His research interests include antiepileptic drug neuropharmacology, the management of epilepsy and factors affecting outcome, which has resulted in the publication of more than 400 books, editorials, reviews and scientific papers. Professor Brodie has been appointed Ambassador for Epilepsy on behalf of the ILAE and the International Bureau for Epilepsy (IBET).

a report by Martin J Brodie Treasurer, International League Against Epilepsy (ILAE) Seizures are the symptoms of a dysfunctional brain.

They manifest in myriad different epilepsy syndromes with an equally wide variety of pathophysiologies. In the developed world, the majority of patients with newly diagnosed epilepsy will be started on a prophylactic treatment with an antiepilepticdrug (AED). AEDs can only suppress seizure activity after epilepsy has developed, but none has been proven to influence the dynamic processes leading to epileptogenesis. When epilepsy remains uncontrolled, it is termed refractory or pharmacoresistant. It has long been recognised that seizures will be or will become refractory to pharmacotherapy in more than 30% of patients, and that localised related epilepsies are less likely to be controlled than the idiopathic generalised syndromes. Some of these patients will be offered epilepsy surgery or a vagal nerve stimulator.

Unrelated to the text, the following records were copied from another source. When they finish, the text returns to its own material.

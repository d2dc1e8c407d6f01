use std::collections::{BTreeMap, BTreeSet};

use serde::{Deserialize, Serialize};
use serde_json::Value;

use crate::expr::Expr;
use crate::stimulus::StimulusTemplate;

/// Namespace for trial parameters echoed into the result record.
pub const ECHO_PREFIX: &str = "bean_";

/// Plugin name the browser runner records as `trial_type`.
pub const TRIAL_TYPE: &str = "html-keyboard-response";

pub fn echo_key(name: &str) -> String {
    format!("{ECHO_PREFIX}{name}")
}

#[derive(Debug, Clone, Copy, PartialEq, Eq, Serialize, Deserialize)]
#[serde(rename_all = "snake_case")]
pub enum TrialKind {
    FixationDisplay,
    StimulusDisplay,
    ResponseCollection,
    FeedbackDisplay,
}

impl TrialKind {
    pub fn as_str(&self) -> &'static str {
        match self {
            TrialKind::FixationDisplay => "fixation_display",
            TrialKind::StimulusDisplay => "stimulus_display",
            TrialKind::ResponseCollection => "response_collection",
            TrialKind::FeedbackDisplay => "feedback_display",
        }
    }
}

/// Assignment to a shared variable applied after the trial is scored.
#[derive(Debug, Clone, PartialEq, Serialize, Deserialize)]
pub struct SideEffect {
    pub target: String,
    pub value: Expr,
}

/// One trial template. Every parameter is a derivation, literal or not, and
/// is evaluated fresh each time the trial is presented.
#[derive(Debug, Clone, PartialEq, Serialize, Deserialize)]
pub struct TrialSpec {
    pub kind: TrialKind,
    /// Milliseconds; absent means the trial waits for a response.
    #[serde(default)]
    pub duration: Option<Expr>,
    #[serde(default = "blank")]
    pub stimulus: StimulusTemplate,
    #[serde(default = "no_keys")]
    pub choices: Expr,
    /// Absent means no input is expected.
    #[serde(default)]
    pub correct_key: Option<Expr>,
    #[serde(default = "ends_trial")]
    pub response_ends_trial: Expr,
    #[serde(default, skip_serializing_if = "Vec::is_empty")]
    pub side_effects: Vec<SideEffect>,
}

fn blank() -> StimulusTemplate {
    StimulusTemplate::Blank
}

fn no_keys() -> Expr {
    Expr::lit(Value::Array(Vec::new()))
}

fn ends_trial() -> Expr {
    Expr::lit(true)
}

impl TrialSpec {
    pub fn new(kind: TrialKind, stimulus: StimulusTemplate) -> Self {
        Self {
            kind,
            duration: None,
            stimulus,
            choices: no_keys(),
            correct_key: None,
            response_ends_trial: ends_trial(),
            side_effects: Vec::new(),
        }
    }

    /// White cross in the middle of the screen.
    pub fn fixation(duration_ms: u64) -> Self {
        Self::new(TrialKind::FixationDisplay, StimulusTemplate::text("+", "white"))
            .with_duration(duration_ms)
    }

    pub fn blank(duration_ms: u64) -> Self {
        Self::new(TrialKind::StimulusDisplay, StimulusTemplate::Blank).with_duration(duration_ms)
    }

    pub fn stimulus(stimulus: StimulusTemplate) -> Self {
        Self::new(TrialKind::StimulusDisplay, stimulus)
    }

    pub fn response<K: Into<Value>>(
        stimulus: StimulusTemplate,
        choices: impl IntoIterator<Item = K>,
        correct_key: impl Into<Expr>,
    ) -> Self {
        Self::new(TrialKind::ResponseCollection, stimulus)
            .with_choices(Expr::lit(Value::Array(
                choices.into_iter().map(Into::into).collect(),
            )))
            .with_correct_key(correct_key)
    }

    pub fn with_duration(mut self, duration: impl Into<Expr>) -> Self {
        self.duration = Some(duration.into());
        self
    }

    pub fn with_choices(mut self, choices: Expr) -> Self {
        self.choices = choices;
        self
    }

    pub fn with_correct_key(mut self, key: impl Into<Expr>) -> Self {
        self.correct_key = Some(key.into());
        self
    }

    pub fn with_response_ends_trial(mut self, ends: impl Into<Expr>) -> Self {
        self.response_ends_trial = ends.into();
        self
    }

    pub fn with_side_effect(mut self, target: impl Into<String>, value: impl Into<Expr>) -> Self {
        self.side_effects.push(SideEffect {
            target: target.into(),
            value: value.into(),
        });
        self
    }

    /// Derivation of the key the subject is expected to press; the empty
    /// string when no input is expected.
    pub fn expected_response(&self) -> Expr {
        self.correct_key.clone().unwrap_or_else(|| Expr::lit(""))
    }

    /// Every rendering parameter by name. Both the evaluator and the compiler
    /// echo exactly this list, so logged values cannot drift from the
    /// rendered ones.
    pub fn echo_params(&self) -> Vec<(&'static str, Expr)> {
        let mut params = vec![
            ("kind", Expr::lit(self.kind.as_str())),
            (
                "duration",
                self.duration.clone().unwrap_or(Expr::Literal(Value::Null)),
            ),
            ("stimulus", self.stimulus.markup()),
            ("choices", self.choices.clone()),
            ("correct_key", self.expected_response()),
            ("response_ends_trial", self.response_ends_trial.clone()),
        ];
        params.extend(
            self.stimulus
                .parts()
                .into_iter()
                .map(|(name, expr)| (name, expr.clone())),
        );
        params
    }

    /// Timeline variable fields echoed next to the rendering parameters.
    /// Fields named like a parameter, a side effect target or the scoring
    /// outcome are left out.
    pub fn echoed_fields<'a>(&self, names: impl IntoIterator<Item = &'a str>) -> Vec<&'a str> {
        let params = self.echo_params();
        names
            .into_iter()
            .filter(|name| {
                *name != "correct"
                    && !params.iter().any(|(param, _)| param == name)
                    && !self.side_effects.iter().any(|s| s.target == *name)
            })
            .collect()
    }

    /// First key read from the trial's own data outside a side effect. The
    /// current record only exists once the trial has finished.
    pub fn current_data_read(&self) -> Option<String> {
        let mut found = None;
        for (_, expr) in self.echo_params() {
            expr.visit(&mut |e| {
                if let Expr::Data { key, window: 0 } = e {
                    found.get_or_insert_with(|| key.clone());
                }
            });
        }
        found
    }

    fn exprs(&self) -> impl Iterator<Item = Expr> + '_ {
        self.echo_params()
            .into_iter()
            .map(|(_, e)| e)
            .chain(self.side_effects.iter().map(|s| s.value.clone()))
    }

    pub fn timeline_names(&self) -> BTreeSet<String> {
        self.exprs()
            .flat_map(|e| {
                e.timeline_names()
                    .into_iter()
                    .map(str::to_string)
                    .collect::<Vec<_>>()
            })
            .collect()
    }

    pub fn shared_names(&self) -> BTreeSet<String> {
        self.exprs()
            .flat_map(|e| {
                e.shared_names()
                    .into_iter()
                    .map(str::to_string)
                    .collect::<Vec<_>>()
            })
            .chain(self.side_effects.iter().map(|s| s.target.clone()))
            .collect()
    }
}

/// Recorded result per trial
#[derive(Debug, Clone, PartialEq, Serialize, Deserialize)]
pub struct TrialResult {
    pub trial_index: usize,
    pub trial_type: String,
    pub stimulus: String,
    pub response: Option<String>,
    pub rt: Option<u64>,
    #[serde(rename = "bean_correct")]
    pub correct: bool,
    pub time_elapsed: u64,
    /// Namespaced copy of the rendering parameters.
    #[serde(flatten)]
    pub echo: BTreeMap<String, Value>,
}

impl TrialResult {
    /// Field lookup by record key, as the browser runner's data store sees
    /// it. Missing keys are undefined.
    pub fn field(&self, key: &str) -> Value {
        match key {
            "trial_index" => Value::from(self.trial_index),
            "trial_type" => Value::from(self.trial_type.as_str()),
            "stimulus" => Value::from(self.stimulus.as_str()),
            "response" => self.response.clone().map(Value::from).unwrap_or(Value::Null),
            "rt" => self.rt.map(Value::from).unwrap_or(Value::Null),
            "bean_correct" => Value::Bool(self.correct),
            "time_elapsed" => Value::from(self.time_elapsed),
            other => self.echo.get(other).cloned().unwrap_or(Value::Null),
        }
    }

    pub fn echoed(&self, name: &str) -> Option<&Value> {
        self.echo.get(&echo_key(name))
    }

    pub fn responded(&self) -> bool {
        self.response.as_deref().is_some_and(|r| !r.is_empty())
    }
}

Many epilepsy sufferers will remain seizure-free on the first or second drug chosen. However, combinations of AEDs are usually prescribed in those unresponsive to monotherapy. The major dilemma inherent in this sequential approach of drug prescription lies in the imprecise understanding and definition of pharmacoresistance. The ignorance of the neurobiological factors underlying the development of drug resistance in localisation-related epilepsy leads to an inability to individualise the prognosis. At present, it is only possible to guess at crude outcomes in patients with identified causative pathologies, such as cortical dysplasia (CD) and mesial temporal sclerosis (MTS), which often - but not always - carry a poor prognosis. Indeed, evidence of MTS has been found in patients without seizures. Pharmacoresistance may be regarded as the flip-side of epileptogenesis. Recent research has focused on the role of multidrug transport systems, most notably P-glycoprotein (P-gp), in the pathogenesis of refractory epilepsy. P-gp is an efflux transporter, encoded by the multidrug resistance-1 (MDR1) gene, which contributes to the integrity of the blood-brain barrier and actively extrudes a wide range of pharmacological agents, including AEDs, from mammalian cells. Speculation suggests that overexpression of P-gp and other drug transport proteins in the region of epileptic foci can prevent AEDs from reaching their site of action. Elevated expression of these transporters has been reported in the region of both CD and MTS tissue. Whether drug transporters represent the cause or effect of recurrent seizures is unclear and perhaps unimportant, given that experimental seizures can induce their expression and potentially reinforce inherent or acquired intractability.